Whether he admits to it or not, reflection is part of Martin’s brand at his age. His upcoming book, Number One Is Walking: My Life in the Movies and Other Diversions, is a collection of anecdotes accompanied by illustrations from frequent collaborator Harry Bliss. The title, a reference to his long status as No. 1 on the call sheet, is quickly undercut by a passage about his work in Meyers’ 2009 feature It’s Complicated, in which Martin played No. 3 to Meryl Streep’s No. 1 and Alec Baldwin’s No. 2. (“Steve was really more of the 2.5,” observes Meyers.) He’s also making a documentary about his years in the business with Oscar-winning director Morgan Neville for Apple TV+. Martin says he wants to wind down, but he somehow continues coming up with new ideas and finding people who inspire him to turn those ideas into actual work.
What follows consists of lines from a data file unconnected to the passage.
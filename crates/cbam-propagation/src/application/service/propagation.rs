//! # Propagation
//!
//! Point-to-point, chain and graph modes. Chain and graph share
//! `run_traversal`: build an arena graph, order it with Kahn's algorithm,
//! then apply one step per node.

use super::*;
use crate::algorithms::{
    add_continue_edge, build_chain_graph, build_edge_graph, check_limits,
    kahns_topological_order,
};
use crate::domain::entities::{
    EmissionSummary, PropagationGraph, PropagationStep, TraversalPlan,
};
use crate::domain::errors::ValidationReason;
use crate::domain::invariants::{
    invariant_attribution, invariant_cumulative_covers_direct, validate_chain_links,
};
use crate::domain::value_objects::{EdgeKind, Emission, PropagationType};
use std::collections::VecDeque;
use tracing::{debug, info};

/// How step tags are assigned
#[derive(Clone, Copy, Debug, PartialEq, Eq)]
pub(crate) enum TraversalMode {
    Chain,
    Graph,
}

/// Graph to traverse, plus the stored `continue` predecessors of each node
/// that lie outside it. Those are read but never written.
pub(crate) struct ScopedGraph {
    pub graph: PropagationGraph,
    /// Out-of-scope predecessors by arena index
    pub upstream: Vec<Vec<ProcessId>>,
}

/// Own and cumulative emission written by one step
#[derive(Clone, Copy, Debug)]
pub(crate) struct StepOutcome {
    pub own: Emission,
    pub cumulative: Emission,
}

impl<ES, EG, CS, CT, IL, TS> EmissionAccountingService<ES, EG, CS, CT, IL, TS>
where
    ES: EmissionStore,
    EG: EdgeGraph,
    CS: ChainStore,
    CT: Catalog,
    IL: InputLedger,
    TS: TimeSource,
{
    /// `target.cumulative = Σ source.cumulative + target.attrdir_em`
    ///
    /// Sources are read first, then the target; the write is a single
    /// compare-and-set against the target version read here. A source never
    /// propagated contributes its direct emission.
    pub(crate) async fn apply_step(
        &self,
        target: ProcessId,
        sources: &[ProcessId],
    ) -> Result<StepOutcome, Fault> {
        let mut inherited = Emission::ZERO;
        for &source in sources {
            let record = self.load_record(source).await?;
            inherited = inherited
                .checked_add(record.effective_cumulative())
                .ok_or(ValidationReason::EmissionOverflow(target))?;
        }

        let record = self.load_record(target).await?;
        invariant_attribution(&record, self.config.attribution_tolerance)?;

        let cumulative = inherited
            .checked_add(record.attrdir_em)
            .ok_or(ValidationReason::EmissionOverflow(target))?;
        invariant_cumulative_covers_direct(&record, cumulative)?;

        self.emissions
            .compare_and_set_cumulative(target, record.version, cumulative, self.time_source.now())
            .await
            .map_err(Fault::store("write cumulative emission"))?;

        Ok(StepOutcome {
            own: record.attrdir_em,
            cumulative,
        })
    }

    pub(crate) async fn point_to_point(
        &self,
        source: ProcessId,
        target: ProcessId,
    ) -> Result<bool, Fault> {
        if source == target {
            return Err(ValidationReason::SelfPropagation(source).into());
        }

        let outcome = self.apply_step(target, &[source]).await?;

        info!(
            source = %source,
            target = %target,
            cumulative = %outcome.cumulative,
            "Point-to-point propagation complete"
        );
        Ok(true)
    }

    pub(crate) async fn chain_propagation(
        &self,
        chain_id: ChainId,
    ) -> Result<ChainPropagationResult, Fault> {
        let chain = self
            .chains
            .get_chain(chain_id)
            .await
            .map_err(Fault::store("load chain"))?
            .ok_or_else(|| Fault::not_found(EntityKind::Chain, chain_id))?;

        let links = chain.ordered_links();
        if links.is_empty() {
            return Err(ValidationReason::EmptyChain(chain_id).into());
        }
        validate_chain_links(&links)?;

        info!(
            chain_id = %chain_id,
            chain_name = %chain.name,
            processes = links.len(),
            "Starting chain propagation"
        );

        let graph = build_chain_graph(&links);
        let plan = kahns_topological_order(&graph)?;
        let sequence: Vec<i64> = links.iter().map(|link| link.sequence_order).collect();
        let steps = self
            .run_traversal(&graph, &[], &plan, TraversalMode::Chain, Some(&sequence))
            .await?;

        let summary = EmissionSummary::from_steps(&steps)?;
        info!(
            chain_id = %chain_id,
            steps = steps.len(),
            last_process_cumulative = %summary.last_process_cumulative,
            "Chain propagation complete"
        );

        Ok(ChainPropagationResult {
            chain_id,
            chain_name: chain.name,
            total_processes: links.len(),
            successful_propagations: steps.len(),
            steps,
            summary,
        })
    }

    pub(crate) async fn graph_propagation(
        &self,
        scope: GraphScope,
    ) -> Result<GraphPropagationResult, Fault> {
        let ScopedGraph { graph, upstream } = self.collect_graph(&scope).await?;
        // Cycles are rejected here, before the first write.
        let plan = kahns_topological_order(&graph)?;

        info!(
            processes = graph.node_count(),
            edges = graph.edge_count,
            levels = plan.levels.len(),
            "Starting graph propagation"
        );

        let steps = self
            .run_traversal(&graph, &upstream, &plan, TraversalMode::Graph, None)
            .await?;

        let levels = plan
            .levels
            .iter()
            .map(|level| level.iter().map(|&idx| graph.nodes[idx]).collect())
            .collect();
        let summary = EmissionSummary::from_steps(&steps)?;

        info!(
            steps = steps.len(),
            total_cumulative = %summary.total_cumulative_emissions,
            "Graph propagation complete"
        );

        Ok(GraphPropagationResult {
            total_processes: graph.node_count(),
            successful_propagations: steps.len(),
            steps,
            levels,
            summary,
        })
    }

    /// Visit nodes in plan order, one committed step each.
    ///
    /// A node's sources are its in-graph predecessors followed by its
    /// `upstream` entry, so a partial traversal still inherits from
    /// processes it does not rewrite.
    pub(crate) async fn run_traversal(
        &self,
        graph: &PropagationGraph,
        upstream: &[Vec<ProcessId>],
        plan: &TraversalPlan,
        mode: TraversalMode,
        sequence: Option<&[i64]>,
    ) -> Result<Vec<PropagationStep>, Fault> {
        let mut steps = Vec::with_capacity(plan.order.len());

        for &idx in &plan.order {
            let process_id = graph.nodes[idx];
            let mut sources = graph.predecessor_ids(idx);
            if let Some(outside) = upstream.get(idx) {
                sources.extend_from_slice(outside);
            }
            let outcome = self.apply_step(process_id, &sources).await?;

            let propagation_type = match (mode, sources.len()) {
                (TraversalMode::Chain, _) if idx == 0 => PropagationType::FirstProcess,
                (TraversalMode::Chain, 0) => PropagationType::NoContinueEdge,
                (TraversalMode::Chain, _) => PropagationType::ContinueEdge,
                (TraversalMode::Graph, 0) => PropagationType::Root,
                (TraversalMode::Graph, 1) => PropagationType::ContinueEdge,
                (TraversalMode::Graph, _) => PropagationType::FanIn,
            };

            debug!(
                process_id = %process_id,
                own = %outcome.own,
                cumulative = %outcome.cumulative,
                ?propagation_type,
                "Propagation step committed"
            );

            steps.push(PropagationStep {
                process_id,
                sequence_order: sequence.and_then(|orders| orders.get(idx).copied()),
                own_emission: outcome.own,
                cumulative_emission: outcome.cumulative,
                propagation_type,
                source_process_ids: sources,
            });
        }

        Ok(steps)
    }

    /// Build the in-scope `continue` graph without writing anything.
    async fn collect_graph(&self, scope: &GraphScope) -> Result<ScopedGraph, Fault> {
        let max_nodes = self.config.max_graph_nodes;
        let max_edges = self.config.max_edge_count;

        match scope {
            GraphScope::All => {
                let edges = self
                    .edges
                    .query_edges_by_kind(EdgeKind::Continue)
                    .await
                    .map_err(Fault::store("load continue edges"))?;
                let graph = build_edge_graph(&edges, max_nodes, max_edges)?;
                Ok(ScopedGraph {
                    upstream: vec![Vec::new(); graph.node_count()],
                    graph,
                })
            }
            GraphScope::From(roots) => {
                let mut graph = PropagationGraph::new();
                let mut queue = VecDeque::new();
                for &root in roots {
                    if graph.index_of(root).is_none() {
                        graph.add_node(root);
                        queue.push_back(root);
                    }
                }

                while let Some(process_id) = queue.pop_front() {
                    for edge in self.continue_edges(process_id).await? {
                        let (_, target) = edge.continue_endpoints()?;
                        let discovered = graph.index_of(target).is_none();
                        add_continue_edge(&mut graph, &edge)?;
                        if discovered {
                            queue.push_back(target);
                        }
                    }
                    check_limits(&graph, max_nodes, max_edges)?;
                }

                let upstream = self.upstream_predecessors(&graph).await?;
                Ok(ScopedGraph { graph, upstream })
            }
        }
    }

    /// `continue` predecessors of each node that the graph does not contain.
    async fn upstream_predecessors(
        &self,
        graph: &PropagationGraph,
    ) -> Result<Vec<Vec<ProcessId>>, Fault> {
        let edges = self
            .edges
            .query_edges_by_kind(EdgeKind::Continue)
            .await
            .map_err(Fault::store("load continue edges"))?;

        let mut upstream = vec![Vec::new(); graph.node_count()];
        for edge in &edges {
            let (from, to) = edge.continue_endpoints()?;
            if graph.index_of(from).is_some() {
                continue;
            }
            if let Some(idx) = graph.index_of(to) {
                let sources = &mut upstream[idx];
                if !sources.contains(&from) {
                    sources.push(from);
                }
            }
        }

        let outside: usize = upstream.iter().map(Vec::len).sum();
        if outside > 0 {
            debug!(outside, "Reading stored totals of out-of-scope predecessors");
        }
        Ok(upstream)
    }

    /// Outgoing `continue` edges, each validated as process → process.
    pub(crate) async fn continue_edges(&self, process_id: ProcessId) -> Result<Vec<Edge>, Fault> {
        let edges = self
            .edges
            .query_continue_edges(process_id)
            .await
            .map_err(Fault::store("load continue edges"))?;
        for edge in &edges {
            edge.continue_endpoints()?;
        }
        Ok(edges)
    }
}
“My wife keeps saying, ‘You always say you’re going to retire and then you always come up with something,’ ” says Martin, adjusting the cross of his legs to grab a glass of iced tea. “I’m really not interested in retiring. I’m not. But I would just work a little less. Maybe.”
Notes Michaels: “He’s kind of at another career peak, of which he’s had way too many. It’s just never an accident when people are still standing — and right at the front.”
Martin may not have anticipated this latest act of his life, but what’s clear — in speaking with him or watching him onscreen — is that he’s not taking it for granted. “There’s a time in your career when people are dying to see you,” he says. “Now is the time in my career when I’m the one who’s got to show up.”
Humility makes this an easy confession, though it also prevents him from admitting the obvious. Steve Martin has always been one to show up.